El Estado mexicano del siglo XX, producto complejo de acuerdos y ajustes políticos, es reflejo de líderes militares que vivieron e hicieron la revolución, pero sus orígenes eran civiles. Hecho que se olvida en los discursos de la clase política y algunos académicos cercanos a los militares. Por eso el derrotero civilista del poder hacia la mitad de la centuria. Diferencia importante con la élite política y militar prohijada en las últimas cinco décadas son también reflejo de un régimen autoritario que no dudó en la represión, con líderes castrenses cuya experiencia de combate ha sido la contrainsurgencia, rural y urbana (incluyendo la guerra sucia), y la lucha contra el narcotráfico. Nada de esto tiene que ver con la construcción de un Estado democrático y de derecho.

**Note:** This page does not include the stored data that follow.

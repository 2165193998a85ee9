use std::collections::BTreeSet;
use std::path::{Path, PathBuf};

use crate::models::{Lockfile, LockfileKind, Manifest, ManifestKind};
use crate::subproject::{DependencySource, Subproject};

use super::{file_name_is, file_name_matches, parent_dir};

/// Lockfile recognized by exact file name, manifest (if any) by exact file
/// name in the same directory.
#[derive(Debug, Clone, PartialEq, Eq)]
pub struct ExactPairMatcher {
    pub lockfile_name: &'static str,
    pub manifest_name: Option<&'static str>,
    pub lockfile_kind: LockfileKind,
    pub manifest_kind: ManifestKind,
}

impl ExactPairMatcher {
    pub fn is_match(&self, path: &Path) -> bool {
        self.is_lockfile(path) || self.manifest_name.is_some_and(|name| file_name_is(path, name))
    }

    fn is_lockfile(&self, path: &Path) -> bool {
        file_name_is(path, self.lockfile_name)
    }

    pub fn make_subprojects(
        &self,
        candidates: &BTreeSet<PathBuf>,
    ) -> (Vec<Subproject>, BTreeSet<PathBuf>) {
        make_pairs(
            candidates,
            |p| self.is_lockfile(p),
            self.manifest_name,
            self.lockfile_kind,
            self.manifest_kind,
        )
    }
}

/// Lockfile recognized by a glob over its file name, manifest by exact file
/// name next to it.
#[derive(Debug, Clone, PartialEq, Eq)]
pub struct PatternPairMatcher {
    pub lockfile_pattern: &'static str,
    pub manifest_name: &'static str,
    pub lockfile_kind: LockfileKind,
    pub manifest_kind: ManifestKind,
}

impl PatternPairMatcher {
    pub fn is_match(&self, path: &Path) -> bool {
        self.is_lockfile(path) || file_name_is(path, self.manifest_name)
    }

    fn is_lockfile(&self, path: &Path) -> bool {
        file_name_matches(path, self.lockfile_pattern)
    }

    pub fn make_subprojects(
        &self,
        candidates: &BTreeSet<PathBuf>,
    ) -> (Vec<Subproject>, BTreeSet<PathBuf>) {
        make_pairs(
            candidates,
            |p| self.is_lockfile(p),
            Some(self.manifest_name),
            self.lockfile_kind,
            self.manifest_kind,
        )
    }
}

/// A lone manifest. Registered after the pair matchers of its ecosystem so a
/// manifest with a lockfile is never picked up here.
#[derive(Debug, Clone, PartialEq, Eq)]
pub struct ManifestOnlyMatcher {
    pub manifest_name: &'static str,
    pub manifest_kind: ManifestKind,
}

impl ManifestOnlyMatcher {
    pub fn is_match(&self, path: &Path) -> bool {
        file_name_is(path, self.manifest_name)
    }

    pub fn make_subprojects(
        &self,
        candidates: &BTreeSet<PathBuf>,
    ) -> (Vec<Subproject>, BTreeSet<PathBuf>) {
        let manifests: BTreeSet<PathBuf> = candidates
            .iter()
            .filter(|p| self.is_match(p))
            .cloned()
            .collect();
        let subprojects = manifests
            .iter()
            .map(|path| {
                Subproject::new(
                    parent_dir(path),
                    DependencySource::ManifestOnly(Manifest::new(self.manifest_kind, path)),
                )
            })
            .collect();
        (subprojects, manifests)
    }
}

/// One subproject per lockfile, paired with `lockfile_dir/manifest_name` when
/// that file is a candidate. Unpaired manifests are left unconsumed.
fn make_pairs<F>(
    candidates: &BTreeSet<PathBuf>,
    is_lockfile: F,
    manifest_name: Option<&str>,
    lockfile_kind: LockfileKind,
    manifest_kind: ManifestKind,
) -> (Vec<Subproject>, BTreeSet<PathBuf>)
where
    F: Fn(&Path) -> bool,
{
    let mut subprojects = Vec::new();
    let mut consumed = BTreeSet::new();

    for lockfile_path in candidates.iter().filter(|p| is_lockfile(p.as_path())) {
        let manifest_path = manifest_name
            .map(|name| parent_dir(lockfile_path).join(name))
            .filter(|path| candidates.contains(path));

        let root_dir = parent_dir(manifest_path.as_deref().unwrap_or(lockfile_path));
        let lockfile = Lockfile::new(lockfile_kind, lockfile_path);
        let manifest = manifest_path.map(|path| {
            consumed.insert(path.clone());
            Manifest::new(manifest_kind, path)
        });

        consumed.insert(lockfile_path.clone());
        subprojects.push(Subproject::new(
            root_dir,
            DependencySource::from_pair(manifest, lockfile),
        ));
    }
    (subprojects, consumed)
}
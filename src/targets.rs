use std::collections::BTreeSet;
use std::path::{Path, PathBuf};

use tracing::debug;
use walkdir::{DirEntry, WalkDir};

use crate::ignore::FileIgnore;
use crate::matcher::{filter_dependency_source_files, Matcher};

/// Directories never descended into.
const SKIPPED_DIRS: [&str; 1] = [".git"];

fn is_skipped_dir(entry: &DirEntry) -> bool {
    entry.depth() > 0
        && entry.file_type().is_dir()
        && SKIPPED_DIRS.iter().any(|d| entry.file_name() == *d)
}

/// Walk `root` and return the files the matchers recognize as dependency
/// sources. Ignored directories are pruned without being entered.
pub fn collect_candidates(root: &Path, ignore: &FileIgnore, matchers: &[Matcher]) -> BTreeSet<PathBuf> {
    let files: Vec<PathBuf> = WalkDir::new(root)
        .follow_links(false)
        .into_iter()
        .filter_entry(|e| {
            !is_skipped_dir(e) && (e.depth() == 0 || ignore.survives(e.path(), e.file_type().is_dir()))
        })
        .filter_map(|e| match e {
            Ok(entry) => Some(entry),
            Err(err) => {
                debug!("Skipping unreadable entry: {}", err);
                None
            }
        })
        .filter(|e| e.file_type().is_file())
        .map(DirEntry::into_path)
        .collect();

    let kept = ignore.filter_paths(files).kept;
    let candidates = filter_dependency_source_files(&kept, root, matchers);
    debug!(
        "{} dependency source files among {} files under {}",
        candidates.len(),
        kept.len(),
        root.display()
    );
    candidates
}

#[cfg(test)]
mod tests {
    use std::fs;

    use tempfile::TempDir;

    use super::*;
    use crate::ignore::IGNORE_FILE_NAME;
    use crate::matcher::default_matchers;
    use crate::models::{Ecosystem, Transitivity};
    use crate::resolve::{ResolveOptions, Resolver};

    const PACKAGE_LOCK: &str = r#"{
  "name": "app",
  "lockfileVersion": 3,
  "packages": {
    "": { "name": "app", "dependencies": { "left-pad": "^1.3.0" } },
    "node_modules/left-pad": { "version": "1.3.0" }
  }
}"#;

    fn write(root: &Path, rel: &str, content: &str) {
        let path = root.join(rel);
        fs::create_dir_all(path.parent().unwrap()).unwrap();
        fs::write(path, content).unwrap();
    }

    fn project() -> TempDir {
        let dir = TempDir::new().unwrap();
        let root = dir.path();
        write(root, "package.json", r#"{ "dependencies": { "left-pad": "^1.3.0" } }"#);
        write(root, "package-lock.json", PACKAGE_LOCK);
        write(root, "node_modules/left-pad/package.json", r#"{ "name": "left-pad" }"#);
        write(root, "node_modules/left-pad/package-lock.json", PACKAGE_LOCK);
        write(root, ".git/package-lock.json", PACKAGE_LOCK);
        write(root, "src/index.js", "");
        write(root, "requirements.txt", "requests==2.31.0\n");
        dir
    }

    #[test]
    fn test_collect_candidates_prunes_ignored_directories() {
        let dir = project();
        let root = dir.path();
        write(root, IGNORE_FILE_NAME, "node_modules/\n");
        let ignore = FileIgnore::from_file(root, &root.join(IGNORE_FILE_NAME), 0).unwrap();

        let candidates = collect_candidates(root, &ignore, &default_matchers());
        let names: Vec<_> = candidates
            .iter()
            .map(|p| p.strip_prefix(root).unwrap().to_path_buf())
            .collect();
        assert_eq!(
            names,
            vec![
                PathBuf::from("package-lock.json"),
                PathBuf::from("package.json"),
                PathBuf::from("requirements.txt")
            ]
        );
    }

    #[test]
    fn test_without_ignore_rules_nested_packages_are_found() {
        let dir = project();
        let root = dir.path();
        let ignore = FileIgnore::from_file(root, &root.join(IGNORE_FILE_NAME), 0).unwrap();
        let candidates = collect_candidates(root, &ignore, &default_matchers());
        assert_eq!(candidates.len(), 5);
        assert!(candidates.iter().all(|p| !p.starts_with(root.join(".git"))));
    }

    #[test]
    fn test_end_to_end_npm_and_pip_subprojects() {
        let dir = project();
        let root = dir.path();
        write(root, IGNORE_FILE_NAME, "node_modules/\n");
        let ignore = FileIgnore::from_file(root, &root.join(IGNORE_FILE_NAME), 0).unwrap();
        let matchers = default_matchers();

        let candidates = collect_candidates(root, &ignore, &matchers);
        let outcome = Resolver::new(Default::default(), ResolveOptions::default())
            .resolve_subprojects(candidates, root, &matchers);

        assert!(outcome.unresolved.is_empty());
        assert_eq!(outcome.resolved_count(), 2);
        let npm = &outcome.resolved[&Ecosystem::Npm];
        assert_eq!(npm.len(), 1);
        let subproject = &npm[0];
        assert_eq!(subproject.root_dir(), root);
        let deps: Vec<_> = subproject.found_dependencies.iter().collect();
        assert_eq!(deps.len(), 1);
        assert_eq!(deps[0].package, "left-pad");
        assert_eq!(deps[0].transitivity, Transitivity::Direct);

        let pip = &outcome.resolved[&Ecosystem::Pypi];
        assert_eq!(pip.len(), 1);
        assert_eq!(pip[0].root_dir(), root);
        let deps: Vec<_> = pip[0].found_dependencies.iter().collect();
        assert_eq!(deps.len(), 1);
        assert_eq!(deps[0].package, "requests");
        assert_eq!(deps[0].version, "2.31.0");

        assert_eq!(
            outcome.dependency_targets,
            vec![root.join("requirements.txt"), root.join("package-lock.json")]
        );
    }
}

Uno de los principales pecados de la transición política (tiene varios que, de hecho, explican el ascenso del populismo autoritario que se ha vivido en los últimos sexenios), fue omitir en su agenda de reformas de Estado (sucesivas desde 1988), la reestructuración de sus fuerzas armadas, modernizándolas en términos orgánicos y de redefinir su papel en democracia a la luz de los cambios que también se observaban en otros ejércitos: separando las funciones administrativas de las estrictamente militares con un secretario civil, alejándose de funciones represivas y de espionaje así como las de control policial en países subdesarrollados, etc., refrendando su obediencia a las instituciones civiles, sin limitarse a la deformada obediencia presidencialista y autoritaria.

La clase política en el poder y su mayoría aplastante en el Congreso hacen gala de una fuerza física de violencia gubernamental que no les pertenece. Ahí están los dos millones y medio de granadas de gas y vehículos antimotines que está comprando la Sedena. Tampoco es una fuerza que les obedecerá (como no lo hizo con la Suprema Corte) y que, al final del día, les aplastará como ahora lo hacen con la oposición y las minorías que no comparten su visión. Errores que pagaremos todos durante mucho tiempo.

Por: Erubiel Tirado, académico del Departamento de Historia y Coordinador del Diplomado Seguridad Nacional en México. Los desafíos del siglo XXI, de la Universidad Iberoamericana.